The intriguing image displays a meticulously crafted representation of a goddess astride a lion, holding what appears to be a fan or a bundle of herbs. This symbolic representation traces back to multiple ancient cultures, offering insights into their beliefs, art, and societal norms.
Hailing from the Ararat Kingdom around 800 BCE, this imagery draws parallels with the Hurrian goddess, Shaushka, and the Babylonian deity, Ishtar. Both goddesses were of significant importance in their respective pantheons, embodying themes of love, war, and fertility.
One of the most compelling features of this artwork is the goddess’s attire, which presents a cogendered theme. She dons half of a long woman’s skirt combined with half of a man’s kilt. Such a depiction is not just exclusive to the Ararat Kingdom; it’s a recurring motif in Hittite art. However, the origins of this unique sartorial depiction, along with the goddess herself, are believed to lie with the Hurrians, an ancient civilization that had profound influences on the cultures it interacted with.

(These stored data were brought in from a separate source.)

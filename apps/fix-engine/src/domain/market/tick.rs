//! Quote ticks and the price types derived from them.

use serde::{Deserialize, Serialize};
use std::fmt;

use crate::domain::shared::{DomainError, Price, Quantity, Symbol, Timestamp, Volume};

/// Which side of the book a bar series is built from.
#[derive(Debug, Clone, Copy, PartialEq, Eq, Hash, Serialize, Deserialize)]
#[serde(rename_all = "SCREAMING_SNAKE_CASE")]
pub enum PriceType {
    /// Best bid.
    Bid,
    /// Best ask.
    Ask,
    /// Midpoint of bid and ask.
    Mid,
}

impl fmt::Display for PriceType {
    fn fmt(&self, f: &mut fmt::Formatter<'_>) -> fmt::Result {
        match self {
            Self::Bid => write!(f, "BID"),
            Self::Ask => write!(f, "ASK"),
            Self::Mid => write!(f, "MID"),
        }
    }
}

/// A single bid/ask observation for a symbol.
#[derive(Debug, Clone, PartialEq, Eq, Serialize, Deserialize)]
pub struct QuoteTick {
    /// Quoted symbol.
    pub symbol: Symbol,
    /// Best bid price.
    pub bid: Price,
    /// Best ask price.
    pub ask: Price,
    /// Size available at the bid.
    pub bid_size: Quantity,
    /// Size available at the ask.
    pub ask_size: Quantity,
    /// When the quote was observed.
    pub timestamp: Timestamp,
}

impl QuoteTick {
    /// Extract the price for the given price type.
    ///
    /// The mid price is `(bid + ask) / 2`, carried at one decimal place
    /// more than the wider of the two quoted precisions so the midpoint
    /// of adjacent quotes survives rounding.
    ///
    /// # Errors
    ///
    /// Returns an error if the computed mid is negative, which cannot
    /// happen for well-formed quotes.
    pub fn extract(&self, price_type: PriceType) -> Result<Price, DomainError> {
        match price_type {
            PriceType::Bid => Ok(self.bid),
            PriceType::Ask => Ok(self.ask),
            PriceType::Mid => {
                let precision = self.bid.precision().max(self.ask.precision()) + 1;
                let mid = (self.bid.value() + self.ask.value()) / rust_decimal::Decimal::TWO;
                Price::new(mid, precision)
            }
        }
    }

    /// Extract the quoted size for the given price type.
    ///
    /// The mid size averages both sides, at one decimal place more than
    /// the wider of the two quoted precisions.
    ///
    /// # Errors
    ///
    /// Returns an error if the averaged size is negative, which cannot
    /// happen for well-formed quotes.
    pub fn extract_size(&self, price_type: PriceType) -> Result<Volume, DomainError> {
        match price_type {
            PriceType::Bid => Volume::new(self.bid_size.value(), self.bid_size.precision()),
            PriceType::Ask => Volume::new(self.ask_size.value(), self.ask_size.precision()),
            PriceType::Mid => {
                let precision = self.bid_size.precision().max(self.ask_size.precision()) + 1;
                let mid = (self.bid_size.value() + self.ask_size.value())
                    / rust_decimal::Decimal::TWO;
                Volume::new(mid, precision)
            }
        }
    }
}

#[cfg(test)]
mod tests {
    use super::*;
    use rust_decimal_macros::dec;

    fn tick(bid: &str, ask: &str) -> QuoteTick {
        QuoteTick {
            symbol: Symbol::new("AUDUSD"),
            bid: Price::parse(bid).unwrap(),
            ask: Price::parse(ask).unwrap(),
            bid_size: Quantity::from_units(1_000_000),
            ask_size: Quantity::from_units(1_000_000),
            timestamp: Timestamp::now(),
        }
    }

    #[test]
    fn extract_bid_and_ask() {
        let t = tick("1.00010", "1.00030");
        assert_eq!(t.extract(PriceType::Bid).unwrap(), t.bid);
        assert_eq!(t.extract(PriceType::Ask).unwrap(), t.ask);
    }

    #[test]
    fn extract_mid_halves_the_sum() {
        let t = tick("1.00010", "1.00030");
        let mid = t.extract(PriceType::Mid).unwrap();
        assert_eq!(mid.value(), dec!(1.00020));
    }

    #[test]
    fn extract_size_mid_averages_sides() {
        let mut t = tick("1.00010", "1.00030");
        t.bid_size = Quantity::from_units(1_000_000);
        t.ask_size = Quantity::from_units(3_000_000);
        let size = t.extract_size(PriceType::Mid).unwrap();
        assert_eq!(size.value(), dec!(2_000_000));
    }

    #[test]
    fn mid_precision_is_one_more_than_quotes() {
        let t = tick("1.00010", "1.00015");
        let mid = t.extract(PriceType::Mid).unwrap();
        assert_eq!(mid.precision(), 6);
        assert_eq!(mid.value(), dec!(1.000125));
    }
}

The presence of the lion further cements the goddess’s stature, symbolizing power, protection, and dominance. Throughout history, deities associated with lions often held significant roles in their respective mythologies.
As we delve into the beauty and mystery of this artifact, it underscores the interconnectedness of ancient civilizations, with shared symbols and deities traveling across cultures, leaving imprints and evolving along the way. This piece stands as a testament to the rich tapestry of ancient cultures, their beliefs, and their unparalleled artistry.